L'enfant prend une troisième allumette, et elle se voit transportée près d'un arbre de Noël, splendide. Sur ses branches vertes, brillaient mille bougies de couleurs: de tous côtés, pendait une foule de merveilles. La petite étendit la main pour saisir la moins belle: l'allumette s'éteint. L'arbre semble monter vers le ciel et ses bougies deviennent des étoiles: il y en a une qui se détache et qui redescend vers la terre, laissant une traînée de feu.
«Voilà quelqu'un qui va mourir » se dit la petite. Sa vieille grand-mère, le seul être qui l'avait aimée et chérie, et qui était morte il n'y avait pas longtemps, lui avait dit que lorsqu'on voit une étoile qui file, d'un autre côté une âme monte vers le paradis. Elle frotta encore une allumette: une grande clarté se répandit et, devant l'enfant, se tenait la vieille grand-mère.
- Grand-mère, s'écria la petite, grand-mère, emmène-moi. Oh! tu vas me quitter quand l'allumette sera éteinte: tu t'évanouiras comme le poêle si chaud, le superbe rôti d'oie, le splendide arbre de Noël. Reste, je te prie, ou emporte-moi.
Et l'enfant alluma une nouvelle allumette, et puis une autre, et enfin tout le paquet, pour voir la bonne grand-mère le plus longtemps possible. La grand-mère prit la petite dans ses bras et elle la porta bien haut, en un lieu où il n'y avait plus ni de froid, ni de faim, ni de chagrin: c'était devant le trône de Dieu.

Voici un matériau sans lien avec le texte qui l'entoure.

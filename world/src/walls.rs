//! Deduplicated storage for the walls shared between adjacent rooms.
//!
//! Every wall is owned exactly once: each grid cell owns a [`WallCouple`]
//! holding the room's South and West walls, and a room's North or East wall
//! resolves to the neighbouring couple's South or West slot. The arena keeps
//! one extra row and column of couples past the room grid so that rooms on
//! the outer edge still have somewhere to keep their North and East walls;
//! removing that phantom row would change edge-room wall semantics.

use signal_maze_core::{Direction, DoorState, RoomCoords, RoomIndex};

/// State of a single wall between two rooms.
#[derive(Clone, Copy, Debug, Default)]
pub(crate) struct WallState {
    pub(crate) exists: bool,
    pub(crate) door_exists: bool,
    /// Offset of the door along the wall; fixed for the wall's lifetime
    /// once generated, so maze topology is stable across room rebuilds.
    pub(crate) door_position: Option<u32>,
    pub(crate) door_state: DoorState,
}

impl WallState {
    /// A door may only exist on an existing wall; a violation is a corrupt
    /// invariant and fatal.
    pub(crate) fn assert_door_invariant(&self) {
        assert!(
            self.exists || !self.door_exists,
            "door exists on a non-existent wall"
        );
    }
}

/// The two walls owned by one grid cell.
#[derive(Clone, Copy, Debug, Default)]
pub(crate) struct WallCouple {
    pub(crate) south: WallState,
    pub(crate) west: WallState,
}

/// Which slot of a couple a canonical wall key addresses.
#[derive(Clone, Copy, Debug, PartialEq, Eq)]
pub(crate) enum WallFace {
    South,
    West,
}

/// Canonical address of a wall: the couple index that owns it plus the face.
#[derive(Clone, Copy, Debug, PartialEq, Eq)]
pub(crate) struct WallKey {
    pub(crate) index: RoomIndex,
    pub(crate) face: WallFace,
}

impl WallKey {
    /// Canonicalises a room-relative wall reference.
    ///
    /// North and East resolve through the neighbouring couple; South and
    /// West stay with the room's own couple.
    pub(crate) fn canonical(
        coords: RoomCoords,
        direction: Direction,
        rooms_per_axis: i32,
    ) -> Self {
        let index = couple_index(coords, rooms_per_axis);
        match direction {
            Direction::North => Self {
                index: RoomIndex::new(index.x() + 1, index.y()),
                face: WallFace::South,
            },
            Direction::East => Self {
                index: RoomIndex::new(index.x(), index.y() + 1),
                face: WallFace::West,
            },
            Direction::South => Self {
                index,
                face: WallFace::South,
            },
            Direction::West => Self {
                index,
                face: WallFace::West,
            },
        }
    }
}

/// Grid index of the couple owned by a room coordinate.
///
/// Unlike room lookups this tolerates coordinates one step past the room
/// grid, because the phantom couple row and column are addressed through
/// the out-of-grid neighbours of edge rooms.
pub(crate) fn couple_index(coords: RoomCoords, rooms_per_axis: i32) -> RoomIndex {
    RoomIndex::new(
        coords.x() + rooms_per_axis / 2,
        coords.y() + rooms_per_axis / 2,
    )
}

/// Dense arena of wall couples sized `(rooms_per_axis + 1)²`.
#[derive(Debug)]
pub(crate) struct WallArena {
    rooms_per_axis: i32,
    couples: Vec<WallCouple>,
}

impl WallArena {
    pub(crate) fn new(rooms_per_axis: i32) -> Self {
        let side = (rooms_per_axis + 1) as usize;
        Self {
            rooms_per_axis,
            couples: vec![WallCouple::default(); side * side],
        }
    }

    pub(crate) fn couple_index_valid(&self, index: RoomIndex) -> bool {
        index.x() >= 0
            && index.x() <= self.rooms_per_axis
            && index.y() >= 0
            && index.y() <= self.rooms_per_axis
    }

    fn slot(&self, index: RoomIndex) -> usize {
        assert!(
            self.couple_index_valid(index),
            "wall couple index ({}, {}) outside the arena",
            index.x(),
            index.y(),
        );
        let side = (self.rooms_per_axis + 1) as usize;
        index.x() as usize * side + index.y() as usize
    }

    pub(crate) fn wall(&self, key: WallKey) -> &WallState {
        let couple = &self.couples[self.slot(key.index)];
        match key.face {
            WallFace::South => &couple.south,
            WallFace::West => &couple.west,
        }
    }

    pub(crate) fn wall_mut(&mut self, key: WallKey) -> &mut WallState {
        let slot = self.slot(key.index);
        let couple = &mut self.couples[slot];
        match key.face {
            WallFace::South => &mut couple.south,
            WallFace::West => &mut couple.west,
        }
    }
}

/// Descriptor of a wall awaiting reconciliation on the next tick.
#[derive(Clone, Copy, Debug, PartialEq, Eq)]
pub struct WallUpdate {
    /// Room coordinate the wall is addressed from.
    pub coords: RoomCoords,
    /// Wall of that room to reconcile.
    pub direction: Direction,
}

/// Ordered, deduplicated set of pending wall updates.
///
/// The same descriptor never enqueues twice before being drained; the queue
/// is small enough that a linear membership scan matches the access
/// pattern.
#[derive(Debug, Default)]
pub(crate) struct WallUpdateQueue {
    pending: Vec<WallUpdate>,
}

impl WallUpdateQueue {
    pub(crate) fn push(&mut self, update: WallUpdate) {
        if !self.pending.contains(&update) {
            self.pending.push(update);
        }
    }

    pub(crate) fn drain(&mut self) -> Vec<WallUpdate> {
        std::mem::take(&mut self.pending)
    }

    pub(crate) fn len(&self) -> usize {
        self.pending.len()
    }
}

#[cfg(test)]
mod tests {
    use super::*;

    #[test]
    fn north_and_east_resolve_through_the_neighbour() {
        let coords = RoomCoords::new(0, 0);
        let own = couple_index(coords, 20);

        let north = WallKey::canonical(coords, Direction::North, 20);
        assert_eq!(north.face, WallFace::South);
        assert_eq!(north.index, RoomIndex::new(own.x() + 1, own.y()));

        let east = WallKey::canonical(coords, Direction::East, 20);
        assert_eq!(east.face, WallFace::West);
        assert_eq!(east.index, RoomIndex::new(own.x(), own.y() + 1));

        let south = WallKey::canonical(coords, Direction::South, 20);
        assert_eq!(south.index, own);
        assert_eq!(south.face, WallFace::South);
    }

    #[test]
    fn a_room_and_its_neighbour_share_one_wall_record() {
        let mut arena = WallArena::new(20);
        let key_from_south_room = WallKey::canonical(RoomCoords::new(0, 0), Direction::North, 20);
        let key_from_north_room = WallKey::canonical(RoomCoords::new(1, 0), Direction::South, 20);
        assert_eq!(key_from_south_room, key_from_north_room);

        arena.wall_mut(key_from_south_room).exists = true;
        assert!(arena.wall(key_from_north_room).exists);
    }

    #[test]
    fn edge_rooms_keep_their_outer_walls_in_the_phantom_row() {
        let mut arena = WallArena::new(20);
        let edge = RoomCoords::new(9, 9);
        let north = WallKey::canonical(edge, Direction::North, 20);
        let east = WallKey::canonical(edge, Direction::East, 20);
        assert_eq!(north.index, RoomIndex::new(20, 19));
        assert_eq!(east.index, RoomIndex::new(19, 20));
        arena.wall_mut(north).exists = true;
        arena.wall_mut(east).exists = true;
        assert!(arena.wall(north).exists);
        assert!(arena.wall(east).exists);
    }

    #[test]
    #[should_panic(expected = "outside the arena")]
    fn walls_beyond_the_phantom_row_are_fatal() {
        let arena = WallArena::new(20);
        let _ = arena.wall(WallKey {
            index: RoomIndex::new(21, 0),
            face: WallFace::South,
        });
    }

    #[test]
    fn queue_deduplicates_pending_descriptors() {
        let mut queue = WallUpdateQueue::default();
        let update = WallUpdate {
            coords: RoomCoords::new(0, 0),
            direction: Direction::South,
        };
        queue.push(update);
        queue.push(update);
        queue.push(WallUpdate {
            coords: RoomCoords::new(0, 0),
            direction: Direction::West,
        });
        assert_eq!(queue.len(), 2);
        assert_eq!(queue.drain().len(), 2);
        assert_eq!(queue.len(), 0);
    }

    #[test]
    #[should_panic(expected = "door exists on a non-existent wall")]
    fn door_without_wall_is_a_corrupt_invariant() {
        let wall = WallState {
            exists: false,
            door_exists: true,
            door_position: None,
            door_state: DoorState::Unlocked,
        };
        wall.assert_door_invariant();
    }
}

Le lendemain matin, cependant, les passants trouvèrent dans l'encoignure le corps de la petite ; ses joues étaient rouges, elle semblait sourire ; elle était morte de froid, pendant la nuit qui avait apporté à tant d'autres des joies et des plaisirs. Elle tenait dans sa petite main, toute raidie, les restes brûlés d'un paquet d'allumettes.
- Quelle sottise ! dit un sans-cœur. Comment a-t-elle pu croire que cela la réchaufferait ? D'autres versèrent des larmes sur l'enfant; c'est qu'ils ne savaient pas toutes les belles choses qu'elle avait vues pendant la nuit du nouvel an, c'est qu'ils ignoraient que, si elle avait bien souffert, elle goûtait maintenant dans les bras de sa grand-mère la plus douce félicité.